> [AIM OF THE TASK]: Only the lines with "carry" in the entries below belong in the answer; please copy them.

> [RECORD SET]:
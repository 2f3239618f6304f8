// Copyright 2024. The Tari Project
//
// Redistribution and use in source and binary forms, with or without modification, are permitted provided that the
// following conditions are met:
//
// 1. Redistributions of source code must retain the above copyright notice, this list of conditions and the following
// disclaimer.
//
// 2. Redistributions in binary form must reproduce the above copyright notice, this list of conditions and the
// following disclaimer in the documentation and/or other materials provided with the distribution.
//
// 3. Neither the name of the copyright holder nor the names of its contributors may be used to endorse or promote
// products derived from this software without specific prior written permission.
//
// THIS SOFTWARE IS PROVIDED BY THE COPYRIGHT HOLDERS AND CONTRIBUTORS "AS IS" AND ANY EXPRESS OR IMPLIED WARRANTIES,
// INCLUDING, BUT NOT LIMITED TO, THE IMPLIED WARRANTIES OF MERCHANTABILITY AND FITNESS FOR A PARTICULAR PURPOSE ARE
// DISCLAIMED. IN NO EVENT SHALL THE COPYRIGHT HOLDER OR CONTRIBUTORS BE LIABLE FOR ANY DIRECT, INDIRECT, INCIDENTAL,
// SPECIAL, EXEMPLARY, OR CONSEQUENTIAL DAMAGES (INCLUDING, BUT NOT LIMITED TO, PROCUREMENT OF SUBSTITUTE GOODS OR
// SERVICES; LOSS OF USE, DATA, OR PROFITS; OR BUSINESS INTERRUPTION) HOWEVER CAUSED AND ON ANY THEORY OF LIABILITY,
// WHETHER IN CONTRACT, STRICT LIABILITY, OR TORT (INCLUDING NEGLIGENCE OR OTHERWISE) ARISING IN ANY WAY OUT OF THE
// USE OF THIS SOFTWARE, EVEN IF ADVISED OF THE POSSIBILITY OF SUCH DAMAGE.

use std::{
    convert::TryFrom,
    fmt,
    fmt::{Display, Formatter},
    str::FromStr,
};

use serde::{Deserialize, Serialize};

use crate::ConfigurationError;

/// The ledger networks a registry can be deployed on. The byte values are used as a domain separator when a
/// genesis category is derived locally, so they should never be changed once released.
#[repr(u8)]
#[derive(Clone, Debug, PartialEq, Eq, Copy, Serialize, Deserialize)]
#[serde(try_from = "String", into = "String")]
pub enum Network {
    MainNet = 0x00,
    ChipNet = 0x01,
    TestNet4 = 0x02,
    RegTest = 0x10,
}

impl Network {
    pub fn as_byte(self) -> u8 {
        self as u8
    }

    pub const fn as_key_str(self) -> &'static str {
        #[allow(clippy::enum_glob_use)]
        use Network::*;
        match self {
            MainNet => "mainnet",
            ChipNet => "chipnet",
            TestNet4 => "testnet4",
            RegTest => "regtest",
        }
    }
}

/// The default network for all applications
impl Default for Network {
    fn default() -> Self {
        Network::ChipNet
    }
}

impl FromStr for Network {
    type Err = ConfigurationError;

    fn from_str(value: &str) -> Result<Self, Self::Err> {
        #[allow(clippy::enum_glob_use)]
        use Network::*;
        match value.to_lowercase().as_str() {
            "mainnet" => Ok(MainNet),
            "chipnet" => Ok(ChipNet),
            "testnet4" => Ok(TestNet4),
            "regtest" => Ok(RegTest),
            invalid => Err(ConfigurationError::new(
                "network",
                Some(value.to_string()),
                format!("Invalid network option: {}", invalid),
            )),
        }
    }
}

impl TryFrom<String> for Network {
    type Error = ConfigurationError;

    fn try_from(value: String) -> Result<Self, Self::Error> {
        Self::from_str(value.as_str())
    }
}

impl From<Network> for String {
    fn from(n: Network) -> Self {
        n.to_string()
    }
}

impl TryFrom<u8> for Network {
    type Error = ConfigurationError;

    fn try_from(v: u8) -> Result<Self, ConfigurationError> {
        match v {
            x if x == Network::MainNet as u8 => Ok(Network::MainNet),
            x if x == Network::ChipNet as u8 => Ok(Network::ChipNet),
            x if x == Network::TestNet4 as u8 => Ok(Network::TestNet4),
            x if x == Network::RegTest as u8 => Ok(Network::RegTest),
            _ => Err(ConfigurationError::new(
                "network",
                Some(v.to_string()),
                format!("Invalid network option: {}", v),
            )),
        }
    }
}

impl Display for Network {
    fn fmt(&self, f: &mut Formatter) -> fmt::Result {
        f.write_str(self.as_key_str())
    }
}

#[cfg(test)]
mod test {
    use super::*;

    #[test]
    fn network_bytes() {
        assert_eq!(Network::MainNet.as_byte(), 0x00_u8);
        assert_eq!(Network::ChipNet.as_byte(), 0x01_u8);
        assert_eq!(Network::TestNet4.as_byte(), 0x02_u8);
        assert_eq!(Network::RegTest.as_byte(), 0x10_u8);
    }

    #[test]
    fn network_default() {
        assert_eq!(Network::default(), Network::ChipNet);
    }

    #[test]
    fn network_from_str() {
        assert_eq!(Network::from_str("mainnet").unwrap(), Network::MainNet);
        assert_eq!(Network::from_str("ChipNet").unwrap(), Network::ChipNet);
        assert_eq!(Network::from_str("testnet4").unwrap(), Network::TestNet4);
        assert_eq!(Network::from_str("regtest").unwrap(), Network::RegTest);
        assert!(Network::from_str("invalid network").is_err());
    }

    #[test]
    fn network_from_byte() {
        assert_eq!(Network::try_from(0x00).unwrap(), Network::MainNet);
        assert_eq!(Network::try_from(0x10).unwrap(), Network::RegTest);
        assert!(Network::try_from(0x24).is_err());
    }
}
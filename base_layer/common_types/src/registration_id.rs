// Copyright 2024. The Tari Project
//
// Redistribution and use in source and binary forms, with or without modification, are permitted provided that the
// following conditions are met:
//
// 1. Redistributions of source code must retain the above copyright notice, this list of conditions and the following
// disclaimer.
//
// 2. Redistributions in binary form must reproduce the above copyright notice, this list of conditions and the
// following disclaimer in the documentation and/or other materials provided with the distribution.
//
// 3. Neither the name of the copyright holder nor the names of its contributors may be used to endorse or promote
// products derived from this software without specific prior written permission.
//
// THIS SOFTWARE IS PROVIDED BY THE COPYRIGHT HOLDERS AND CONTRIBUTORS "AS IS" AND ANY EXPRESS OR IMPLIED WARRANTIES,
// INCLUDING, BUT NOT LIMITED TO, THE IMPLIED WARRANTIES OF MERCHANTABILITY AND FITNESS FOR A PARTICULAR PURPOSE ARE
// DISCLAIMED. IN NO EVENT SHALL THE COPYRIGHT HOLDER OR CONTRIBUTORS BE LIABLE FOR ANY DIRECT, INDIRECT, INCIDENTAL,
// SPECIAL, EXEMPLARY, OR CONSEQUENTIAL DAMAGES (INCLUDING, BUT NOT LIMITED TO, PROCUREMENT OF SUBSTITUTE GOODS OR
// SERVICES; LOSS OF USE, DATA, OR PROFITS; OR BUSINESS INTERRUPTION) HOWEVER CAUSED AND ON ANY THEORY OF LIABILITY,
// WHETHER IN CONTRACT, STRICT LIABILITY, OR TORT (INCLUDING NEGLIGENCE OR OTHERWISE) ARISING IN ANY WAY OUT OF THE
// USE OF THIS SOFTWARE, EVEN IF ADVISED OF THE POSSIBILITY OF SUCH DAMAGE.

use std::{
    convert::TryFrom,
    fmt,
    fmt::Formatter,
};

use borsh::{BorshDeserialize, BorshSerialize};
use serde::{Deserialize, Serialize};
use thiserror::Error;

pub const REGISTRATION_ID_LENGTH: usize = 8;

#[derive(Debug, Clone, Error, PartialEq, Eq)]
#[error("A registration id commitment must be exactly 8 bytes, got {0}")]
pub struct RegistrationIdSizeError(pub usize);

/// The sequential id assigned to every name by the Counter NFT. On the wire it is always 8 bytes big-endian.
#[derive(
    Clone, Copy, Debug, Default, PartialEq, Eq, PartialOrd, Ord, Hash, Serialize, Deserialize, BorshSerialize, BorshDeserialize,
)]
pub struct RegistrationId(u64);

impl RegistrationId {
    pub const fn new(id: u64) -> Self {
        Self(id)
    }

    pub fn as_u64(self) -> u64 {
        self.0
    }

    pub fn to_be_bytes(self) -> [u8; REGISTRATION_ID_LENGTH] {
        self.0.to_be_bytes()
    }

    /// Reads an id from the leading 8 bytes of a commitment
    pub fn from_prefix(bytes: &[u8]) -> Result<Self, RegistrationIdSizeError> {
        bytes
            .get(..REGISTRATION_ID_LENGTH)
            .ok_or(RegistrationIdSizeError(bytes.len()))
            .and_then(Self::try_from)
    }

    pub fn checked_next(self) -> Option<Self> {
        self.0.checked_add(1).map(Self)
    }
}

impl TryFrom<&[u8]> for RegistrationId {
    type Error = RegistrationIdSizeError;

    fn try_from(bytes: &[u8]) -> Result<Self, Self::Error> {
        let arr = <[u8; REGISTRATION_ID_LENGTH]>::try_from(bytes).map_err(|_| RegistrationIdSizeError(bytes.len()))?;
        Ok(Self(u64::from_be_bytes(arr)))
    }
}

impl From<u64> for RegistrationId {
    fn from(id: u64) -> Self {
        Self(id)
    }
}

impl From<RegistrationId> for u64 {
    fn from(id: RegistrationId) -> Self {
        id.0
    }
}

impl fmt::Display for RegistrationId {
    fn fmt(&self, f: &mut Formatter<'_>) -> fmt::Result {
        write!(f, "#{}", self.0)
    }
}

#[cfg(test)]
mod test {
    use super::*;

    #[test]
    fn it_encodes_big_endian() {
        let id = RegistrationId::new(0x0102);
        assert_eq!(id.to_be_bytes(), [0, 0, 0, 0, 0, 0, 1, 2]);
        assert_eq!(RegistrationId::try_from(&id.to_be_bytes()[..]).unwrap(), id);
    }

    #[test]
    fn it_reads_the_prefix_of_a_longer_commitment() {
        let mut commitment = RegistrationId::new(77).to_be_bytes().to_vec();
        commitment.extend_from_slice(b"alice.bch");
        assert_eq!(RegistrationId::from_prefix(&commitment).unwrap(), RegistrationId::new(77));
        assert_eq!(RegistrationId::from_prefix(&[1, 2, 3]), Err(RegistrationIdSizeError(3)));
    }

    #[test]
    fn it_rejects_short_or_long_commitments() {
        assert!(RegistrationId::try_from(&[0u8; 7][..]).is_err());
        assert!(RegistrationId::try_from(&[0u8; 9][..]).is_err());
    }
}
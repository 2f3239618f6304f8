// Copyright 2024. The Tari Project
//
// Redistribution and use in source and binary forms, with or without modification, are permitted provided that the
// following conditions are met:
//
// 1. Redistributions of source code must retain the above copyright notice, this list of conditions and the following
// disclaimer.
//
// 2. Redistributions in binary form must reproduce the above copyright notice, this list of conditions and the
// following disclaimer in the documentation and/or other materials provided with the distribution.
//
// 3. Neither the name of the copyright holder nor the names of its contributors may be used to endorse or promote
// products derived from this software without specific prior written permission.
//
// THIS SOFTWARE IS PROVIDED BY THE COPYRIGHT HOLDERS AND CONTRIBUTORS "AS IS" AND ANY EXPRESS OR IMPLIED WARRANTIES,
// INCLUDING, BUT NOT LIMITED TO, THE IMPLIED WARRANTIES OF MERCHANTABILITY AND FITNESS FOR A PARTICULAR PURPOSE ARE
// DISCLAIMED. IN NO EVENT SHALL THE COPYRIGHT HOLDER OR CONTRIBUTORS BE LIABLE FOR ANY DIRECT, INDIRECT, INCIDENTAL,
// SPECIAL, EXEMPLARY, OR CONSEQUENTIAL DAMAGES (INCLUDING, BUT NOT LIMITED TO, PROCUREMENT OF SUBSTITUTE GOODS OR
// SERVICES; LOSS OF USE, DATA, OR PROFITS; OR BUSINESS INTERRUPTION) HOWEVER CAUSED AND ON ANY THEORY OF LIABILITY,
// WHETHER IN CONTRACT, STRICT LIABILITY, OR TORT (INCLUDING NEGLIGENCE OR OTHERWISE) ARISING IN ANY WAY OUT OF THE
// USE OF THIS SOFTWARE, EVEN IF ADVISED OF THE POSSIBILITY OF SUCH DAMAGE.

use std::fmt;

use bitcann_common_types::{amount::Satoshis, token::NftCapability};
use bitcann_script::{ContractKind, ScriptError};
use thiserror::Error;

use crate::covenants::CommitmentError;

#[derive(Debug, Clone, Copy, PartialEq, Eq)]
pub enum Side {
    Input,
    Output,
}

impl fmt::Display for Side {
    fn fmt(&self, f: &mut fmt::Formatter<'_>) -> fmt::Result {
        match self {
            Side::Input => f.write_str("Input"),
            Side::Output => f.write_str("Output"),
        }
    }
}

/// A covenant rule that the transaction violates. The first failing rule aborts validation.
#[derive(Debug, Clone, Error, PartialEq, Eq)]
pub enum CovenantError {
    #[error("The contract must be spent at input {expected}, not input {actual}")]
    WrongActiveInput { expected: usize, actual: usize },
    #[error("Expected {expected} inputs but the transaction has {actual}")]
    InputCount { expected: usize, actual: usize },
    #[error("Expected between {min} and {max} outputs but the transaction has {actual}")]
    OutputCount { min: usize, max: usize, actual: usize },
    #[error("The transaction has no {side} at index {index}")]
    Missing { side: Side, index: usize },
    #[error("{side} {index} must be locked by {expected}")]
    WrongLockingBytecode {
        side: Side,
        index: usize,
        expected: &'static str,
    },
    #[error("{side} {index} must carry a token of the name category")]
    WrongCategory { side: Side, index: usize },
    #[error("{side} {index} has an unexpected NFT: {source}")]
    InvalidNft {
        side: Side,
        index: usize,
        source: CommitmentError,
    },
    #[error("{side} {index} must not carry a token")]
    UnexpectedToken { side: Side, index: usize },
    #[error("Output {index} does not preserve the {field} of input {input}")]
    NotPreserved {
        index: usize,
        input: usize,
        field: &'static str,
    },
    #[error("Output {index} has commitment {actual}, expected {expected}")]
    CommitmentMismatch {
        index: usize,
        expected: String,
        actual: String,
    },
    #[error("Output {index} has token amount {actual}, expected {expected}")]
    TokenAmountMismatch { index: usize, expected: u64, actual: u64 },
    #[error("Output {index} has value {actual}, expected {expected}")]
    ValueMismatch {
        index: usize,
        expected: Satoshis,
        actual: Satoshis,
    },
    #[error("Input 0 must hold an immutable thread capsule of the name category")]
    MissingThreadCapsule,
    #[error("Input 1 is not the contract named by the thread capsule")]
    CapsuleMismatch,
    #[error("Input {index} must carry a non-empty commitment")]
    EmptyCommitment { index: usize },
    #[error("Input {index} must carry a positive token amount")]
    ZeroTokenAmount { index: usize },
    #[error("Token amount arithmetic overflowed")]
    TokenAmountOverflow,
    #[error("The Counter budget of {budget} cannot cover registration id {id}")]
    MintBudgetExhausted { id: u64, budget: u64 },
    #[error("Registration id {0} cannot be incremented")]
    RegistrationIdOverflow(u64),
    #[error("Names must be between 1 and {max} bytes, got {actual}")]
    InvalidNameLength { max: usize, actual: usize },
    #[error("Bid of {bid} is below the auction price of {price}")]
    BidBelowAuctionPrice { bid: Satoshis, price: Satoshis },
    #[error("Bid of {bid} does not exceed the previous bid of {previous} by {percentage}%")]
    InsufficientBidIncrease {
        bid: Satoshis,
        previous: Satoshis,
        percentage: u64,
    },
    #[error("The auctions are for different names")]
    NameMismatch,
    #[error("Registration id {valid} is not lower than {invalid}")]
    RegistrationIdNotLower { valid: u64, invalid: u64 },
    #[error("Character number {position} is outside of the {length} byte name")]
    CharacterOutOfRange { position: i64, length: usize },
    #[error("Character {character:#04x} at position {position} is allowed in names")]
    ValidCharacter { position: usize, character: u8 },
    #[error("Input {index} has sequence number {actual}, expected {expected}")]
    SequenceMismatch { index: usize, expected: u32, actual: u32 },
    #[error("A platform fee output requires a winning bid above {threshold}")]
    PlatformFeeNotAllowed { threshold: Satoshis },
    #[error("Input {index} is not the {expected} NFT of this name")]
    NotNameAuth { index: usize, expected: &'static str },
    #[error("Input {index} is not the ownership NFT of this name")]
    OwnershipMismatch { index: usize },
    #[error("The {contract} contract has no function {call}")]
    WrongCall { contract: ContractKind, call: &'static str },
    #[error("Invalid constructor argument: {0}")]
    ConstructorArgument(#[from] ScriptError),
}

impl CovenantError {
    pub(crate) fn invalid_nft(side: Side, index: usize) -> impl FnOnce(CommitmentError) -> Self {
        move |source| CovenantError::InvalidNft { side, index, source }
    }
}
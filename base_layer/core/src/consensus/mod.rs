// Copyright 2024. The Tari Project
//
// Redistribution and use in source and binary forms, with or without modification, are permitted provided that the
// following conditions are met:
//
// 1. Redistributions of source code must retain the above copyright notice, this list of conditions and the following
// disclaimer.
//
// 2. Redistributions in binary form must reproduce the above copyright notice, this list of conditions and the
// following disclaimer in the documentation and/or other materials provided with the distribution.
//
// 3. Neither the name of the copyright holder nor the names of its contributors may be used to endorse or promote
// products derived from this software without specific prior written permission.
//
// THIS SOFTWARE IS PROVIDED BY THE COPYRIGHT HOLDERS AND CONTRIBUTORS "AS IS" AND ANY EXPRESS OR IMPLIED WARRANTIES,
// INCLUDING, BUT NOT LIMITED TO, THE IMPLIED WARRANTIES OF MERCHANTABILITY AND FITNESS FOR A PARTICULAR PURPOSE ARE
// DISCLAIMED. IN NO EVENT SHALL THE COPYRIGHT HOLDER OR CONTRIBUTORS BE LIABLE FOR ANY DIRECT, INDIRECT, INCIDENTAL,
// SPECIAL, EXEMPLARY, OR CONSEQUENTIAL DAMAGES (INCLUDING, BUT NOT LIMITED TO, PROCUREMENT OF SUBSTITUTE GOODS OR
// SERVICES; LOSS OF USE, DATA, OR PROFITS; OR BUSINESS INTERRUPTION) HOWEVER CAUSED AND ON ANY THEORY OF LIABILITY,
// WHETHER IN CONTRACT, STRICT LIABILITY, OR TORT (INCLUDING NEGLIGENCE OR OTHERWISE) ARISING IN ANY WAY OUT OF THE
// USE OF THIS SOFTWARE, EVEN IF ADVISED OF THE POSSIBILITY OF SUCH DAMAGE.

mod deployment_params;
pub use deployment_params::{DeploymentParams, DeploymentParamsBuilder};

pub mod pricing;

mod registry_config;
pub use registry_config::RegistryConfig;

> [FINISHED TASK]:
    #[error("{side} {index} must carry a token of the name category")]
    #[error("{side} {index} must not carry a token")]
    #[error("Input {index} must carry a non-empty commitment")]
    #[error("Input {index} must carry a positive token amount")]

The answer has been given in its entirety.